What needs to be done:
Extract exactly those lines that lie between the start of the material and the line with "use std::str::FromStr;", including both boundary lines and no others.

|---|

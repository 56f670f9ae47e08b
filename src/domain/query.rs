//! Sort specifications for the read surfaces.
//!
//! Fields are closed enums mapped to fixed column names, so a caller-supplied
//! field string never reaches SQL text.

use std::str::FromStr;

use super::error::LedgerError;

#[derive(Debug, Clone, Copy, PartialEq, Eq)]
pub enum Direction {
    Ascending,
    Descending,
}

impl Direction {
    pub fn sql(self) -> &'static str {
        match self {
            Direction::Ascending => "ASC",
            Direction::Descending => "DESC",
        }
    }
}

/// A sortable column of one entity.
pub trait SortField: Copy + FromStr<Err = LedgerError> {
    fn column(self) -> &'static str;
}

#[derive(Debug, Clone, Copy, PartialEq, Eq)]
pub struct Sort<F> {
    pub field: F,
    pub direction: Direction,
}

impl<F: SortField> Sort<F> {
    pub fn new(field: F, direction: Direction) -> Self {
        Sort { field, direction }
    }

    /// `ORDER BY` clause body, with `id` as a stable tie-breaker.
    pub fn order_by(&self) -> String {
        let dir = self.direction.sql();
        match self.field.column() {
            "id" => format!("id {dir}"),
            column => format!("{column} {dir}, id {dir}"),
        }
    }

    /// Parse an optional field name; `None` keeps `default`.
    pub fn parse(field: Option<&str>, ascending: bool, default: F) -> Result<Self, LedgerError> {
        let field = match field {
            Some(name) => name.parse()?,
            None => default,
        };
        let direction = if ascending {
            Direction::Ascending
        } else {
            Direction::Descending
        };
        Ok(Sort { field, direction })
    }
}

macro_rules! sort_fields {
    ($name:ident, $entity:literal, { $($variant:ident => ($key:literal, $column:literal)),+ $(,)? }) => {
        #[derive(Debug, Clone, Copy, PartialEq, Eq)]
        pub enum $name {
            $($variant),+
        }

        impl SortField for $name {
            fn column(self) -> &'static str {
                match self {
                    $($name::$variant => $column),+
                }
            }
        }

        impl FromStr for $name {
            type Err = LedgerError;

            fn from_str(s: &str) -> Result<Self, Self::Err> {
                match s.trim().to_lowercase().as_str() {
                    $($key => Ok($name::$variant),)+
                    other => Err(LedgerError::validation(format!(
                        "cannot sort {} by {other}",
                        $entity
                    ))),
                }
            }
        }
    };
}

sort_fields!(SignalField, "signals", {
    Id => ("id", "id"),
    Name => ("name", "name"),
    Price => ("price", "price"),
    NumSubscribers => ("num_subscribers", "num_subscribers"),
    NumTrades => ("num_trades", "num_trades"),
    Growth => ("growth", "growth"),
    FirstTradeTime => ("first_trade_time", "first_trade_time"),
    LastTradeTime => ("last_trade_time", "last_trade_time"),
});

sort_fields!(HoldingField, "holdings", {
    Code => ("code", "code"),
    Name => ("name", "name"),
    Shares => ("shares", "shares"),
    Price => ("price", "price"),
});

sort_fields!(OrderField, "orders", {
    Time => ("time", "order_time"),
    Type => ("type", "type"),
    Code => ("code", "code"),
    Shares => ("shares", "shares"),
    Price => ("price", "price"),
    Profit => ("profit", "profit"),
});

impl Default for Sort<SignalField> {
    fn default() -> Self {
        Sort::new(SignalField::Id, Direction::Descending)
    }
}

impl Default for Sort<HoldingField> {
    fn default() -> Self {
        Sort::new(HoldingField::Code, Direction::Ascending)
    }
}

impl Default for Sort<OrderField> {
    fn default() -> Self {
        Sort::new(OrderField::Time, Direction::Descending)
    }
}

#[cfg(test)]
mod tests {
    use super::*;

    #[test]
    fn parses_known_fields() {
        assert_eq!("Price".parse::<HoldingField>().unwrap(), HoldingField::Price);
        assert_eq!("num_trades".parse::<SignalField>().unwrap(), SignalField::NumTrades);
        assert_eq!("time".parse::<OrderField>().unwrap(), OrderField::Time);
        assert_eq!(OrderField::Time.column(), "order_time");
    }

    #[test]
    fn rejects_unknown_fields() {
        let err = "price; DROP TABLE holdings".parse::<HoldingField>().unwrap_err();
        assert!(matches!(err, LedgerError::Validation { .. }));
    }

    #[test]
    fn order_by_adds_id_tie_breaker() {
        let sort = Sort::new(HoldingField::Shares, Direction::Descending);
        assert_eq!(sort.order_by(), "shares DESC, id DESC");
        assert_eq!(Sort::<SignalField>::default().order_by(), "id DESC");
    }

    #[test]
    fn parse_falls_back_to_default_field() {
        let sort = Sort::parse(None, true, OrderField::Time).unwrap();
        assert_eq!(sort.field, OrderField::Time);
        assert_eq!(sort.direction, Direction::Ascending);
        assert!(Sort::parse(Some("colour"), false, OrderField::Time).is_err());
    }
}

|---|

Task response:
repository 56f670f9ae47e08b
filename src/domain/query.rs
//! Sort specifications for the read surfaces.
//!
//! Fields are closed enums mapped to fixed column names, so a caller-supplied
//! field string never reaches SQL text.

use std::str::FromStr;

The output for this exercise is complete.